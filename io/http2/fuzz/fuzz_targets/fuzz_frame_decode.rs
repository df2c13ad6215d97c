#![no_main]

use bytes::BytesMut;
use http2::{Frame, FrameDecoder, MAX_FRAME_SIZE};
use libfuzzer_sys::fuzz_target;

fuzz_target!(|data: &[u8]| {
    let mut decoder = FrameDecoder::new();
    if data.first().is_some_and(|b| b & 1 == 1) {
        decoder.set_max_frame_size(MAX_FRAME_SIZE);
    }
    let mut buf = BytesMut::from(data);

    while let Ok(Some(frame)) = decoder.decode(&mut buf) {
        let _ = frame.stream_id();
        match frame {
            Frame::Data(f) => assert!(f.data.len() <= f.flow_len as usize),
            Frame::Settings(f) => assert!(!f.ack || f.settings.is_empty()),
            Frame::WindowUpdate(f) => assert!(f.increment > 0),
            Frame::Headers(f) => {
                let _ = f.header_block;
            }
            _ => {}
        }
    }
});
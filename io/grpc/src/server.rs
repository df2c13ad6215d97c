//! Server front-end: registers services and runs one connection thread per
//! accepted socket.

use crate::config::ServerConfig;
use crate::connection::server::ServerEndpoint;
use crate::connection::{ConnectionManager, Core};
use crate::error::Error;
use crate::registry::MethodRegistry;
use crate::service::Service;
use http2::Role;
use std::io;
use std::net::{TcpListener, TcpStream};
use std::sync::Arc;
use std::sync::atomic::{AtomicBool, Ordering};
use std::thread::{self, JoinHandle};
use tracing::{debug, error, info, warn};

/// Builds a [`Server`] from its services.
pub struct ServerBuilder {
    config: ServerConfig,
    registry: MethodRegistry,
}

impl ServerBuilder {
    pub fn add_service(mut self, service: Service) -> Self {
        info!(service = service.name(), "adding service");
        self.registry.add_service(service);
        self
    }

    pub fn build(self) -> Server {
        Server {
            registry: Arc::new(self.registry),
            config: Arc::new(self.config),
            shutdown: Arc::new(AtomicBool::new(false)),
        }
    }
}

/// Requests a graceful stop of a [`Server`].
#[derive(Clone)]
pub struct ShutdownHandle {
    flag: Arc<AtomicBool>,
}

impl ShutdownHandle {
    /// Stop accepting and drain every connection with GOAWAY.
    pub fn shutdown(&self) {
        self.flag.store(true, Ordering::Relaxed);
    }

    pub fn is_shutdown(&self) -> bool {
        self.flag.load(Ordering::Relaxed)
    }
}

/// A gRPC server.
///
/// The method registry is fixed once built and shared read-only by every
/// connection.
#[derive(Clone)]
pub struct Server {
    registry: Arc<MethodRegistry>,
    config: Arc<ServerConfig>,
    shutdown: Arc<AtomicBool>,
}

impl Server {
    pub fn builder(config: ServerConfig) -> ServerBuilder {
        ServerBuilder {
            config,
            registry: MethodRegistry::new(),
        }
    }

    pub fn registry(&self) -> &MethodRegistry {
        &self.registry
    }

    pub fn config(&self) -> &ServerConfig {
        &self.config
    }

    pub fn shutdown_handle(&self) -> ShutdownHandle {
        ShutdownHandle {
            flag: self.shutdown.clone(),
        }
    }

    /// Accept connections until shut down, then wait for every connection
    /// to drain.
    pub fn serve(&self, listener: TcpListener) -> Result<(), Error> {
        listener.set_nonblocking(true)?;
        info!(
            addr = %listener.local_addr()?,
            methods = self.registry.len(),
            "serving"
        );

        let mut connections: Vec<JoinHandle<()>> = Vec::new();
        while !self.shutdown.load(Ordering::Relaxed) {
            match listener.accept() {
                Ok((stream, peer)) => {
                    debug!(%peer, "accepted connection");
                    let server = self.clone();
                    let spawned = thread::Builder::new()
                        .name(format!("grpc-conn-{}", peer))
                        .spawn(move || {
                            if let Err(e) = server.serve_connection(stream) {
                                debug!(%peer, error = %e, "connection ended with an error");
                            }
                        });
                    match spawned {
                        Ok(handle) => connections.push(handle),
                        Err(e) => warn!(%peer, error = %e, "failed to spawn connection thread"),
                    }
                }
                Err(e) if e.kind() == io::ErrorKind::WouldBlock => {
                    thread::sleep(self.config.poll_interval());
                }
                Err(e) if e.kind() == io::ErrorKind::Interrupted => {}
                Err(e) => {
                    error!(error = %e, "accept failed");
                    return Err(e.into());
                }
            }
            connections.retain(|handle| !handle.is_finished());
        }

        info!(connections = connections.len(), "shutting down");
        for handle in connections {
            let _ = handle.join();
        }
        Ok(())
    }

    /// Run one connection on the calling thread until it closes.
    pub fn serve_connection(&self, stream: TcpStream) -> Result<(), Error> {
        stream.set_nonblocking(false)?;
        let peer = stream.peer_addr().ok();
        let label = peer.map_or_else(|| "unknown".to_string(), |p| p.to_string());

        let core = Core::new(
            Role::Server,
            self.config.http2.settings(),
            self.config.defer_response_headers,
            label,
        );
        let endpoint = ServerEndpoint::new(
            self.registry.clone(),
            self.config.clone(),
            self.shutdown.clone(),
            peer,
        );
        ConnectionManager::new(core, endpoint).run(stream, self.config.poll_interval())
    }
}
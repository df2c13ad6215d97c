//! http2 - sans-IO HTTP/2 protocol engine.
//!
//! This crate turns bytes read from a socket into protocol [`Event`]s and
//! turns send calls (`send_headers`, `send_data`, ...) into bytes that the
//! caller writes back to the socket. It owns no socket and spawns no threads.
//!
//! # Features
//!
//! - Frame encoding and decoding
//! - HPACK header compression (via `fluke-hpack`)
//! - Connection and stream state for both client and server roles
//! - Connection- and stream-level flow control with automatic WINDOW_UPDATEs
//! - GOAWAY handling that keeps in-flight streams serviceable
//!
//! # Architecture
//!
//! - `frame`: frame types, encoding, and decoding
//! - `hpack`: header block compression
//! - `connection`: the [`Connection`] state machine and its [`Event`]s

pub mod connection;
pub mod frame;
pub mod hpack;

pub use frame::{
    CONNECTION_PREFACE, DEFAULT_HEADER_TABLE_SIZE, DEFAULT_INITIAL_WINDOW_SIZE,
    DEFAULT_MAX_CONCURRENT_STREAMS, DEFAULT_MAX_FRAME_SIZE, ErrorCode, FRAME_HEADER_SIZE, Frame,
    FrameDecoder, FrameEncoder, FrameError, MAX_FRAME_SIZE, MAX_WINDOW_SIZE, Setting, SettingId,
    StreamId,
};

pub use hpack::{HeaderField, HpackDecoder, HpackEncoder, HpackError};

pub use connection::{
    Connection, ConnectionError, ConnectionSettings, ConnectionState, Event, FlowControl, Role,
    Stream, StreamState,
};
//! The `Example` service and a typed client for it.
//!
//! Every method answers with `value` repeated `multiplier` times (once when
//! unset). Streaming responses are numbered by `seqno` from 1.

use grpc::{Call, CallOptions, Channel, Service, ServerContext, Status, Streaming};
use tracing::debug;

pub const SERVICE_NAME: &str = "example.Example";

#[derive(Clone, PartialEq, prost::Message)]
pub struct ExampleRequest {
    #[prost(string, tag = "1")]
    pub value: String,
    #[prost(uint32, optional, tag = "2")]
    pub multiplier: Option<u32>,
    /// Number of responses a server-streaming call sends.
    #[prost(uint32, tag = "3")]
    pub response_count: u32,
}

#[derive(Clone, PartialEq, prost::Message)]
pub struct ExampleResponse {
    #[prost(string, tag = "1")]
    pub message: String,
    #[prost(uint32, tag = "2")]
    pub seqno: u32,
}

impl ExampleRequest {
    pub fn new(value: impl Into<String>) -> Self {
        Self {
            value: value.into(),
            multiplier: None,
            response_count: 1,
        }
    }

    fn expand(&self) -> String {
        self.value.repeat(self.multiplier.unwrap_or(1) as usize)
    }
}

/// Largest response message a single request may ask for.
const MAX_RESPONSE_LEN: usize = 1024 * 1024;

fn respond(request: &ExampleRequest, seqno: u32) -> Result<ExampleResponse, Status> {
    let len = request
        .value
        .len()
        .saturating_mul(request.multiplier.unwrap_or(1) as usize);
    if len > MAX_RESPONSE_LEN {
        return Err(Status::invalid_argument(format!(
            "response of {} bytes exceeds {}",
            len, MAX_RESPONSE_LEN
        )));
    }
    Ok(ExampleResponse {
        message: request.expand(),
        seqno,
    })
}

fn unary_unary(request: ExampleRequest, ctx: &ServerContext) -> Result<ExampleResponse, Status> {
    debug!(method = ctx.method(), value = %request.value, "unary request");
    respond(&request, 1)
}

fn unary_stream(
    request: ExampleRequest,
    _ctx: &ServerContext,
) -> Result<impl Iterator<Item = Result<ExampleResponse, Status>> + use<>, Status> {
    // validate once so an oversized request fails before any message
    respond(&request, 0)?;
    Ok((1..=request.response_count).map(move |seqno| respond(&request, seqno)))
}

fn stream_unary(
    requests: Streaming<ExampleRequest>,
    _ctx: &ServerContext,
) -> Result<ExampleResponse, Status> {
    let mut message = String::new();
    let mut seqno = 0;
    for request in requests {
        message.push_str(&respond(&request?, 0)?.message);
        seqno += 1;
    }
    Ok(ExampleResponse { message, seqno })
}

fn stream_stream(
    requests: Streaming<ExampleRequest>,
    ctx: &ServerContext,
) -> Result<impl Iterator<Item = Result<ExampleResponse, Status>> + use<>, Status> {
    debug!(method = ctx.method(), "bidi stream opened");
    Ok(requests
        .zip(1..)
        .map(|(request, seqno)| respond(&request?, seqno)))
}

/// Build the `Example` service.
pub fn example_service() -> Service {
    Service::new(SERVICE_NAME)
        .unary_unary("UnaryUnary", unary_unary)
        .unary_stream("UnaryStream", unary_stream)
        .stream_unary("StreamUnary", stream_unary)
        .stream_stream("StreamStream", stream_stream)
}

fn path(method: &str) -> String {
    format!("/{}/{}", SERVICE_NAME, method)
}

/// Typed calls to the `Example` service.
#[derive(Clone)]
pub struct ExampleClient {
    channel: Channel,
}

impl ExampleClient {
    pub fn new(channel: Channel) -> Self {
        Self { channel }
    }

    pub fn unary_unary(&self, request: ExampleRequest, options: CallOptions) -> Call<ExampleResponse> {
        self.channel.unary_unary(&path("UnaryUnary"), request, options)
    }

    pub fn unary_stream(
        &self,
        request: ExampleRequest,
        options: CallOptions,
    ) -> Call<ExampleResponse> {
        self.channel.unary_stream(&path("UnaryStream"), request, options)
    }

    pub fn stream_unary<I>(&self, requests: I, options: CallOptions) -> Call<ExampleResponse>
    where
        I: IntoIterator<Item = ExampleRequest> + Send + 'static,
    {
        self.channel.stream_unary(&path("StreamUnary"), requests, options)
    }

    pub fn stream_stream<I>(&self, requests: I, options: CallOptions) -> Call<ExampleResponse>
    where
        I: IntoIterator<Item = ExampleRequest> + Send + 'static,
    {
        self.channel.stream_stream(&path("StreamStream"), requests, options)
    }
}
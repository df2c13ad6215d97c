//! HPACK header compression (RFC 7541).
//!
//! Thin adapter over `fluke-hpack` that speaks [`HeaderField`]s.

use fluke_hpack::{Decoder, Encoder};

/// A single header field. Names are lowercase on the wire.
#[derive(Debug, Clone, PartialEq, Eq)]
pub struct HeaderField {
    pub name: Vec<u8>,
    pub value: Vec<u8>,
}

impl HeaderField {
    pub fn new(name: impl Into<Vec<u8>>, value: impl Into<Vec<u8>>) -> Self {
        Self {
            name: name.into(),
            value: value.into(),
        }
    }

    /// Pseudo-header fields start with `:`.
    pub fn is_pseudo(&self) -> bool {
        self.name.first() == Some(&b':')
    }

    /// Size counted against SETTINGS_MAX_HEADER_LIST_SIZE (RFC 7541 4.1).
    pub fn size(&self) -> usize {
        self.name.len() + self.value.len() + 32
    }
}

/// Error decoding a header block. Always fatal to the connection.
#[derive(Debug, Clone, PartialEq, Eq, thiserror::Error)]
#[error("hpack decoding failed: {0}")]
pub struct HpackError(pub String);

/// Header block encoder for one direction of a connection.
pub struct HpackEncoder {
    inner: Encoder<'static>,
}

impl Default for HpackEncoder {
    fn default() -> Self {
        Self::new()
    }
}

impl HpackEncoder {
    pub fn new() -> Self {
        Self {
            inner: Encoder::new(),
        }
    }

    /// Encode `headers` in order, appending the block to `buf`.
    pub fn encode(&mut self, headers: &[HeaderField], buf: &mut Vec<u8>) {
        let block = self
            .inner
            .encode(headers.iter().map(|h| (h.name.as_slice(), h.value.as_slice())));
        buf.extend_from_slice(&block);
    }
}

/// Header block decoder for one direction of a connection.
pub struct HpackDecoder {
    inner: Decoder<'static>,
}

impl Default for HpackDecoder {
    fn default() -> Self {
        Self::new()
    }
}

impl HpackDecoder {
    pub fn new() -> Self {
        Self {
            inner: Decoder::new(),
        }
    }

    /// Decode a complete header block (HEADERS plus any CONTINUATIONs).
    pub fn decode(&mut self, block: &[u8]) -> Result<Vec<HeaderField>, HpackError> {
        self.inner
            .decode(block)
            .map(|fields| {
                fields
                    .into_iter()
                    .map(|(name, value)| HeaderField { name, value })
                    .collect()
            })
            .map_err(|e| HpackError(format!("{:?}", e)))
    }
}

#[cfg(test)]
mod tests {
    use super::*;

    #[test]
    fn test_roundtrip_preserves_order_and_duplicates() {
        let headers = vec![
            HeaderField::new(":method", "POST"),
            HeaderField::new(":path", "/pkg.Service/Method"),
            HeaderField::new("x-trace", "a"),
            HeaderField::new("x-trace", "b"),
        ];

        let mut block = Vec::new();
        HpackEncoder::new().encode(&headers, &mut block);

        let decoded = HpackDecoder::new().decode(&block).unwrap();
        assert_eq!(decoded, headers);
    }

    #[test]
    fn test_decoder_keeps_state_across_blocks() {
        let mut encoder = HpackEncoder::new();
        let mut decoder = HpackDecoder::new();

        for path in ["/a", "/b", "/a"] {
            let headers = vec![
                HeaderField::new(":status", "200"),
                HeaderField::new("content-type", "application/grpc"),
                HeaderField::new("x-path", path),
            ];
            let mut block = Vec::new();
            encoder.encode(&headers, &mut block);
            assert_eq!(decoder.decode(&block).unwrap(), headers);
        }
    }

    #[test]
    fn test_decode_garbage() {
        // indexed field 0 is never valid
        assert!(HpackDecoder::new().decode(&[0x80]).is_err());
    }

    #[test]
    fn test_pseudo() {
        assert!(HeaderField::new(":status", "200").is_pseudo());
        assert!(!HeaderField::new("te", "trailers").is_pseudo());
    }
}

:::::

## Exercise instructions
Only the lines from the first one of the listing up to and including the line where "while let Ok(Some(frame))" appears are wanted, reproduced exactly.

## Answer for this exercise
filename io/http2/fuzz/fuzz_targets/fuzz_frame_decode.rs
repository df2c13ad6215d97c
#![no_main]

use bytes::BytesMut;
use http2::{Frame, FrameDecoder, MAX_FRAME_SIZE};
use libfuzzer_sys::fuzz_target;

fuzz_target!(|data: &[u8]| {
    let mut decoder = FrameDecoder::new();
    if data.first().is_some_and(|b| b & 1 == 1) {
        decoder.set_max_frame_size(MAX_FRAME_SIZE);
    }
    let mut buf = BytesMut::from(data);

    while let Ok(Some(frame)) = decoder.decode(&mut buf) {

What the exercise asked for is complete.